4 Responses to Out in the Garden

  1. Pingback: Human Is | Philip K. Dick Review

  2. Children,if they did appear in his fictional reality,were usually dangerous.They were an important motif or theme in his novels of the early 1960s,”Martian Time-Slip” and “Dr. Bloodmoney”.Like the boy in this short piece,they have what appear to be divine powers.Dick seemed to have an irrational fear that what was small and innocent,was in fact,powerful and disruptive.

    Marriage and divorce formed an integral pattern within the multiplcity of his metaphysical,political,social and technilogical themes,that gave them a human poignancy.He also seemed to think that the future of couples and familes in modern society,would never change without spiritual enlightenment.

  3. Vivi says:

    How old is Stephen during the garden party scene? Pretend-tea-parties and crayon drawing are generally something only very young children do (especially boys), so I get the impression that the kid is maybe 6 or 8. Honestly, trying to gross out his father with worms and spiders seems like perfectly normal and harmless behaviour to me, for any boy below perhaps 10 years of age. Even trying to eat a worm or two wouldn’t be abnormal below age 4 or 5. Or perhaps he was clumsily trying to share his fascination with nature and all the creepy crawlies in the garden with his so far emotionally neglectful father, just like he was used to bonding with his mother while working in the garden, and the father, who doesn’t understand why anyone would want to watch earthworms up close, just misinterprets the scene. (Kids delightedly picking up worms or bugs and running to share the experience with their parents is also perfectly normal and natural behaviour – the “ew” reaction only sets in once they’ve been taught by society that all things related to “dirt” are supposedly bad.) And he could have heard about Sir Francis from the neighbors or Lindquist or anyone. Imagining Sir Francis like the sun is fanciful daydreaming similar to imaginary friends, possibly caused by the boy instinctively knowing that the way his father treats him – distant, emotionally neglectful, resentful because of the infidelity suspicions – is not okay, and so he has fantasies about really being someone else’s child. Someone kinder, but who can’t be there for him for some good reason. Depending on the age of the kid, his level of social isolation (i.e. pre-school or home-schooled), and his exposure to fantasy literature (even just traditional fairytales or Greco-Roman mythology, or, hell, even dumbed-down-for-kids Bible stories about Mary and Jesus) this could show up as imagining himself as the child of a sun god. This would be even more fitting if the boy already feels “different” and alienated for being “too sensitive” (as his not typically masculine hobbies and strong attachment to his mother imply – see also my last paragraph) and especially if he realizes that he’s not what his father expects him to be. These days, kids like that daydream of getting a letter from Hogwarts.

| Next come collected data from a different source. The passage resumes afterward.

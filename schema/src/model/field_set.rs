//! Ordered, immutable collections of field definitions

use std::collections::HashSet;
use std::sync::Arc;

use error_stack::Report;

use super::field::FieldDefinition;
use crate::error::{Error, Result};

/// The ordered, named collection of field definitions describing one record shape
///
/// Field sets are always shared as `Arc<FieldSet>` and the allocation is their identity: two
/// sets with identical content built separately are different sets as far as caching goes.
#[derive(Debug)]
pub struct FieldSet {
    name:   Option<String>,
    fields: Vec<FieldDefinition>,
}

impl FieldSet {
    /// Build an unnamed field set, rejecting duplicate field names
    pub fn new(fields: impl IntoIterator<Item = FieldDefinition>) -> Result<Arc<Self>> {
        Self::build(None, fields)
    }

    /// Build a named field set, rejecting duplicate field names
    ///
    /// The name labels the resolved tree and is used when a recursive reference to this set has
    /// to be emitted.
    pub fn named(
        name: impl Into<String>,
        fields: impl IntoIterator<Item = FieldDefinition>,
    ) -> Result<Arc<Self>> {
        Self::build(Some(name.into()), fields)
    }

    fn build(
        name: Option<String>,
        fields: impl IntoIterator<Item = FieldDefinition>,
    ) -> Result<Arc<Self>> {
        let fields: Vec<FieldDefinition> = fields.into_iter().collect();

        if let Some(duplicate) = first_duplicate(&fields) {
            return Err(Report::new(Error::DuplicateField {
                field: duplicate,
                set:   name,
            }));
        }

        Ok(Arc::new(Self { name, fields }))
    }

    /// Set name, if any
    pub fn name(&self) -> Option<&str> { self.name.as_deref() }

    /// Fields in declaration order
    pub fn fields(&self) -> &[FieldDefinition] { &self.fields }

    /// Look up a field by name
    pub fn field(&self, name: &str) -> Option<&FieldDefinition> {
        self.fields.iter().find(|field| field.name() == name)
    }

    /// Number of fields
    pub fn len(&self) -> usize { self.fields.len() }

    /// True when the set has no fields
    pub fn is_empty(&self) -> bool { self.fields.is_empty() }
}

fn first_duplicate(fields: &[FieldDefinition]) -> Option<String> {
    let mut seen = HashSet::with_capacity(fields.len());
    fields
        .iter()
        .find(|field| !seen.insert(field.name()))
        .map(|field| field.name().to_string())
}

/// Identity of a live field set: the address of its shared allocation
///
/// Only meaningful while the set is alive; the cache pairs it with a `Weak` to detect reuse.
#[derive(Debug, Clone, Copy, PartialEq, Eq, Hash, PartialOrd, Ord)]
pub struct FieldSetId(usize);

impl FieldSetId {
    /// Identity of `field_set`
    pub fn of(field_set: &Arc<FieldSet>) -> Self { Self(Arc::as_ptr(field_set).addr()) }
}
//! Record model consumed read-only by the schema engine
//!
//! Field definitions, field sets, validation rules, declared value types and localizable
//! labels. Everything here is immutable once built.

mod declared_type;
mod field;
mod field_set;
mod localization;
mod type_parser;
mod validation;

pub use declared_type::{DeclaredType, RawType, TypeArgument};
pub use field::{FieldDefinition, FieldSetLink, NestedFieldSet, TemporalType};
pub use field_set::{FieldSet, FieldSetId};
pub use localization::{Localizable, Localizer, MessageCatalog, NoLocalization};
pub use validation::{LengthRange, NumericRange, ValidationRule};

    So from this summary, this story sounds more like one man’s descent into paranoid delusions about his wife’s possible infidelity and his repressed jealousy over the attention she gives to the duck. (He doesn’t really want her, but a 1950s wife is basically property / an unpaid housekeeper, and therefore has a duty be devoted and attentive to him without any effort or emotional investment from his side, dammit! How dare she have a life of her own?!) He ends up stewing so much in his own resentment and he demonizes her so much that he thinks her perverse and morally bancrupt enough to have sex with an animal. Just because his son, whom he basically does not know as a person, shows himself to be slightly weird. Or possibly a bit developmentally disabled, if the kid is older than I assume here.

    I’m reminded of the kind of old-school patriarchal family father who, after finding out that his son is gay or even just effeminate, claims that this means the boy cannot possibly be “really” his, thus blaming the supposed “defect” on the mother and some other guy’s “bad genes”.

    • tashqueedagg says:

      Wish I would have had your comments before I did the podcast episode on this story. I will definitely keep your “Father_Thing” comments in mind when I review that story in a few months.